Why do I get weight gain during pregnancy during perimenopause?
Weight gain during a pregnancy that overlaps with perimenopause is driven by a combination of the entirely expected physiological weight changes of pregnancy and the metabolic context of perimenopause, which can make both the amount of weight gained and the ease of retaining it greater than in earlier pregnancies.
Pregnancy requires weight gain. This is a fundamental biological reality. The components of appropriate pregnancy weight gain include the growing fetus, placenta, amniotic fluid, expanded blood volume, increased breast tissue, uterine growth, and the fat stores the body builds specifically to support breastfeeding. For a woman of average pre-pregnancy weight, total pregnancy weight gain of 11 to 16 kilograms (approximately 25 to 35 pounds) is generally recommended, though this varies by individual starting weight and circumstances.

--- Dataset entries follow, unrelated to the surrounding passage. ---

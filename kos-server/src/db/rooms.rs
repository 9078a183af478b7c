//! Rooms

use shared::models::{Room, RoomCreate, RoomListing, RoomStatus, RoomType, RoomUpdate};
use shared::util::now_millis;
use sqlx::types::Json;
use sqlx::{QueryBuilder, Sqlite, SqliteConnection, SqlitePool};

const LISTING_SELECT: &str = "SELECT r.*,
        COALESCE((SELECT AVG(v.rating) FROM reviews v WHERE v.room_id = r.id), 0.0) AS rating,
        (SELECT COUNT(*) FROM reviews v WHERE v.room_id = r.id) AS review_count
     FROM rooms r";

pub async fn list(
    pool: &SqlitePool,
    status: Option<RoomStatus>,
    room_type: Option<RoomType>,
) -> Result<Vec<RoomListing>, sqlx::Error> {
    let mut qb = QueryBuilder::<Sqlite>::new(LISTING_SELECT);
    qb.push(" WHERE 1 = 1");
    if let Some(status) = status {
        qb.push(" AND r.status = ").push_bind(status);
    }
    if let Some(room_type) = room_type {
        qb.push(" AND r.room_type = ").push_bind(room_type);
    }
    qb.push(" ORDER BY r.name");
    qb.build_query_as().fetch_all(pool).await
}

pub async fn find_listing(pool: &SqlitePool, id: i64) -> Result<Option<RoomListing>, sqlx::Error> {
    sqlx::query_as(&format!("{LISTING_SELECT} WHERE r.id = ?"))
        .bind(id)
        .fetch_optional(pool)
        .await
}

pub async fn find_by_id(conn: &mut SqliteConnection, id: i64) -> Result<Option<Room>, sqlx::Error> {
    sqlx::query_as("SELECT * FROM rooms WHERE id = ?")
        .bind(id)
        .fetch_optional(conn)
        .await
}

pub async fn find_all(pool: &SqlitePool) -> Result<Vec<Room>, sqlx::Error> {
    sqlx::query_as("SELECT * FROM rooms ORDER BY name")
        .fetch_all(pool)
        .await
}

pub async fn create(pool: &SqlitePool, data: &RoomCreate) -> Result<i64, sqlx::Error> {
    let now = now_millis();
    let result = sqlx::query(
        "INSERT INTO rooms (name, room_type, price, status, capacity, floor, size, bedrooms,
            bathrooms, facilities, description, image_url, created_at, updated_at)
         VALUES (?, ?, ?, 'Available', ?, ?, ?, ?, ?, ?, ?, ?, ?, ?)",
    )
    .bind(&data.name)
    .bind(data.room_type)
    .bind(data.price)
    .bind(data.capacity)
    .bind(data.floor)
    .bind(&data.size)
    .bind(data.bedrooms)
    .bind(data.bathrooms)
    .bind(Json(&data.facilities))
    .bind(&data.description)
    .bind(&data.image_url)
    .bind(now)
    .bind(now)
    .execute(pool)
    .await?;
    Ok(result.last_insert_rowid())
}

/// Partial update; status is not touched here
pub async fn update(pool: &SqlitePool, id: i64, data: &RoomUpdate) -> Result<bool, sqlx::Error> {
    let result = sqlx::query(
        "UPDATE rooms SET
            name = COALESCE(?, name),
            room_type = COALESCE(?, room_type),
            price = COALESCE(?, price),
            capacity = COALESCE(?, capacity),
            floor = COALESCE(?, floor),
            size = COALESCE(?, size),
            bedrooms = COALESCE(?, bedrooms),
            bathrooms = COALESCE(?, bathrooms),
            facilities = COALESCE(?, facilities),
            description = COALESCE(?, description),
            image_url = COALESCE(?, image_url),
            updated_at = ?
         WHERE id = ?",
    )
    .bind(&data.name)
    .bind(data.room_type)
    .bind(data.price)
    .bind(data.capacity)
    .bind(data.floor)
    .bind(&data.size)
    .bind(data.bedrooms)
    .bind(data.bathrooms)
    .bind(data.facilities.as_ref().map(Json))
    .bind(&data.description)
    .bind(&data.image_url)
    .bind(now_millis())
    .bind(id)
    .execute(pool)
    .await?;
    Ok(result.rows_affected() > 0)
}

pub async fn set_status(conn: &mut SqliteConnection, id: i64, status: RoomStatus) -> Result<(), sqlx::Error> {
    sqlx::query("UPDATE rooms SET status = ?, updated_at = ? WHERE id = ? AND status != ?")
        .bind(status)
        .bind(now_millis())
        .bind(id)
        .bind(status)
        .execute(conn)
        .await?;
    Ok(())
}

pub async fn delete(pool: &SqlitePool, id: i64) -> Result<bool, sqlx::Error> {
    let result = sqlx::query("DELETE FROM rooms WHERE id = ?")
        .bind(id)
        .execute(pool)
        .await?;
    Ok(result.rows_affected() > 0)
}

pub async fn count_by_status(pool: &SqlitePool, status: RoomStatus) -> Result<i64, sqlx::Error> {
    sqlx::query_scalar("SELECT COUNT(*) FROM rooms WHERE status = ?")
        .bind(status)
        .fetch_one(pool)
        .await
}

pub async fn total_price(pool: &SqlitePool) -> Result<f64, sqlx::Error> {
    sqlx::query_scalar("SELECT COALESCE(SUM(price), 0.0) FROM rooms")
        .fetch_one(pool)
        .await
}
pub async fn reject_payment(state: &AppState, payment_id: i64) -> ServiceResult<Payment> {
    let (_, booking) = load_payment(state.pool(), payment_id).await?;

    let mut conn = state.pool().acquire().await?;
    if !db::payments::close_pending(&mut conn, payment_id, PaymentStatus::Rejected).await? {
        return Err(AppError::new(ErrorCode::PaymentNotPending).into());
    }
    let updated = db::payments::find_by_id(&mut conn, payment_id)
        .await?
        .ok_or_else(|| AppError::new(ErrorCode::PaymentNotFound))?;
    drop(conn);

    tracing::info!(payment_id, "Payment rejected");
    state.notifier.send_to_user(
        booking.user_id,
        Notification::new(
            NotificationKind::PaymentRejected,
            "Payment rejected",
            "Your payment proof was rejected, please upload a new one",
        )
        .with_data(serde_json::json!({ "payment_id": payment_id })),
    );
    Ok(updated)
}

/// Admin received cash at the front desk.
///
/// Method, proof and confirmation commit together; a stored proof is
/// removed again when the confirmation fails.
pub async fn confirm_cash_payment(
    state: &AppState,
    payment_id: i64,
    proof: Option<&UploadedFile>,
) -> ServiceResult<Payment> {
    let mut tx = state.pool().begin().await?;
    load_confirmable(&mut tx, payment_id).await?;

    let proof_url = match proof {
        Some(file) => Some(state.uploads.save_image("payments", &file.data, &file.filename).await?),
        None => None,
    };

    let result = async {
        db::payments::set_method(&mut tx, payment_id, PaymentMethod::Cash).await?;
        if let Some(url) = &proof_url {
            db::payments::set_proof(&mut tx, payment_id, url).await?;
        }
        let confirmed = confirm_in_tx(&mut tx, payment_id).await?;
        tx.commit().await?;
        Ok::<_, ServiceError>(confirmed)
    }
    .await;

    let confirmed = match result {
        Ok(confirmed) => confirmed,
        Err(e) => {
            if let Some(url) = &proof_url {
                state.uploads.remove(url).await;
            }
            return Err(e);
        }
    };
    announce_confirmed(state, &confirmed).await?;
    Ok(confirmed.payment)
}

pub async fn list_reminders(pool: &SqlitePool, user_id: i64) -> ServiceResult<Vec<ReminderDetail>> {
    Ok(db::reminders::list_for_user(pool, user_id).await?)
}
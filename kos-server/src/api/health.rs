//! Health check

use axum::{Router, routing::get};
use serde::Serialize;

use super::{ApiResult, ok};
use crate::state::AppState;

pub fn router() -> Router<AppState> {
    Router::new().route("/health", get(health))
}

#[derive(Serialize)]
pub struct HealthResponse {
    status: &'static str,
    service: &'static str,
    version: &'static str,
}

pub async fn health() -> ApiResult<HealthResponse> {
    ok(HealthResponse {
        status: "ok",
        service: "kos-server",
        version: env!("CARGO_PKG_VERSION"),
    })
}
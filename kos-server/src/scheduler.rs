//! Periodic background jobs
//!
//! - lease: every hour, cancel stale Pending bookings and move leases
//!   through Confirmed -> Active -> Completed
//! - reminders: every six hours, create monthly installment reminders,
//!   deliver the due ones and expire orphans
//! - housekeeping: every five minutes, drop stale rate limit windows and
//!   notification channels nobody listens on
//!
//! A failing run is logged and the loop waits for the next tick.

use std::panic::AssertUnwindSafe;
use std::time::Duration;

use futures::FutureExt;
use shared::util::{now_millis, today};
use tokio::task::JoinHandle;
use tokio_util::sync::CancellationToken;

use crate::error::ServiceResult;
use crate::services::{booking, reminder};
use crate::state::AppState;

const LEASE_INTERVAL: Duration = Duration::from_secs(60 * 60);
const REMINDER_INTERVAL: Duration = Duration::from_secs(6 * 60 * 60);
const HOUSEKEEPING_INTERVAL: Duration = Duration::from_secs(5 * 60);

/// Outcome of one lease pass
#[derive(Debug, Default, Clone, Copy, PartialEq, Eq)]
pub struct LeaseRun {
    pub expired: usize,
    pub activated: usize,
    pub completed: usize,
}

/// Outcome of one reminder pass
#[derive(Debug, Default, Clone, Copy, PartialEq, Eq)]
pub struct ReminderRun {
    pub created: usize,
    pub sent: usize,
    pub expired: u64,
}

pub async fn run_lease_jobs(state: &AppState) -> ServiceResult<LeaseRun> {
    let expired = booking::auto_cancel_expired(state.pool(), now_millis()).await?;
    let (activated, completed) = booking::advance_lifecycle(state.pool(), today()).await?;
    Ok(LeaseRun {
        expired,
        activated,
        completed,
    })
}

pub async fn run_reminder_jobs(state: &AppState) -> ServiceResult<ReminderRun> {
    let today = today();
    let created = reminder::create_monthly_reminders(state.pool(), today).await?;
    let sent = reminder::send_pending_reminders(state, today).await?;
    let expired = reminder::expire_overdue(state.pool()).await?;
    Ok(ReminderRun { created, sent, expired })
}

async fn run_housekeeping(state: &AppState) {
    let removed = state.rate_limiter.cleanup().await;
    state.notifier.prune();
    if removed > 0 {
        tracing::debug!(removed, "Rate limit windows cleaned");
    }
}

/// Running scheduler jobs; dropping this does not stop them, call [`Scheduler::shutdown`]
pub struct Scheduler {
    handles: Vec<(&'static str, JoinHandle<()>)>,
    shutdown: CancellationToken,
}

impl Scheduler {
    /// Spawn every periodic job
    pub fn start(state: AppState) -> Self {
        let mut scheduler = Self {
            handles: Vec::new(),
            shutdown: CancellationToken::new(),
        };

        let s = state.clone();
        scheduler.spawn_periodic("lease", LEASE_INTERVAL, move || {
            let s = s.clone();
            async move {
                match run_lease_jobs(&s).await {
                    Ok(run) if run != LeaseRun::default() => tracing::info!(
                        expired = run.expired,
                        activated = run.activated,
                        completed = run.completed,
                        "Lease jobs finished"
                    ),
                    Ok(_) => {}
                    Err(e) => tracing::error!(error = %e, "Lease jobs failed"),
                }
            }
        });

        let s = state.clone();
        scheduler.spawn_periodic("reminders", REMINDER_INTERVAL, move || {
            let s = s.clone();
            async move {
                match run_reminder_jobs(&s).await {
                    Ok(run) if run != ReminderRun::default() => tracing::info!(
                        created = run.created,
                        sent = run.sent,
                        expired = run.expired,
                        "Reminder jobs finished"
                    ),
                    Ok(_) => {}
                    Err(e) => tracing::error!(error = %e, "Reminder jobs failed"),
                }
            }
        });

        scheduler.spawn_periodic("housekeeping", HOUSEKEEPING_INTERVAL, move || {
            let s = state.clone();
            async move { run_housekeeping(&s).await }
        });

        tracing::info!(jobs = scheduler.handles.len(), "Scheduler started");
        scheduler
    }

    /// Run `job` on every tick (the first tick fires immediately) until shutdown.
    /// A panicking run is logged and does not end the loop.
    fn spawn_periodic<F, Fut>(&mut self, name: &'static str, period: Duration, job: F)
    where
        F: Fn() -> Fut + Send + 'static,
        Fut: std::future::Future<Output = ()> + Send + 'static,
    {
        let shutdown = self.shutdown.clone();
        let handle = tokio::spawn(async move {
            let mut interval = tokio::time::interval(period);
            interval.set_missed_tick_behavior(tokio::time::MissedTickBehavior::Skip);
            loop {
                tokio::select! {
                    _ = shutdown.cancelled() => break,
                    _ = interval.tick() => {
                        if let Err(panic) = AssertUnwindSafe(job()).catch_unwind().await {
                            let msg = panic
                                .downcast_ref::<&str>()
                                .map(|s| (*s).to_string())
                                .or_else(|| panic.downcast_ref::<String>().cloned())
                                .unwrap_or_else(|| "Unknown panic".to_string());
                            tracing::error!(job = name, panic = %msg, "Scheduled job panicked");
                        }
                    }
                }
            }
            tracing::debug!(job = name, "Scheduled job stopped");
        });
        self.handles.push((name, handle));
    }

    /// Cancel all jobs and wait for in-flight runs to finish
    pub async fn shutdown(self) {
        self.shutdown.cancel();
        for (name, handle) in self.handles {
            if let Err(e) = handle.await {
                tracing::error!(job = name, error = ?e, "Scheduled job ended abnormally");
            }
        }
        tracing::info!("Scheduler stopped");
    }
}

The metabolic context of perimenopause, however, changes how the body manages those calories and fat stores during pregnancy. Declining estrogen before pregnancy reduces insulin sensitivity, and pregnancy itself adds gestational insulin resistance as a normal physiological adaptation that ensures adequate glucose reaches the growing fetus. The combination of perimenopausal insulin resistance and gestational insulin resistance is greater than either alone, and this can mean that weight accumulates faster and that gestational diabetes risk is higher in older pregnant women.
Cortisol is elevated during pregnancy as part of the normal physiological adaptation to the demands of gestation. Cortisol promotes fat storage, particularly in the abdominal and visceral regions. In women already experiencing cortisol dysregulation from perimenopausal sleep disruption and hormonal instability, the pregnancy cortisol elevation adds to a baseline that is already higher than it was in their 20s or early 30s.
Appetite and hunger regulation change during pregnancy. The first trimester nausea often reduces food intake, but as nausea resolves and fetal growth accelerates, hunger typically increases significantly. For perimenopausal women whose leptin signaling is already somewhat dysregulated by declining estrogen, the heightened hunger of the second and third trimesters may be harder to moderate.
Edema, the fluid retention of pregnancy, contributes significantly to scale weight gain, particularly in the second and third trimesters. Increased blood volume, reduced plasma osmolality, and gravity-driven fluid pooling in the lower extremities can add several kilograms to scale weight that does not represent fat gain.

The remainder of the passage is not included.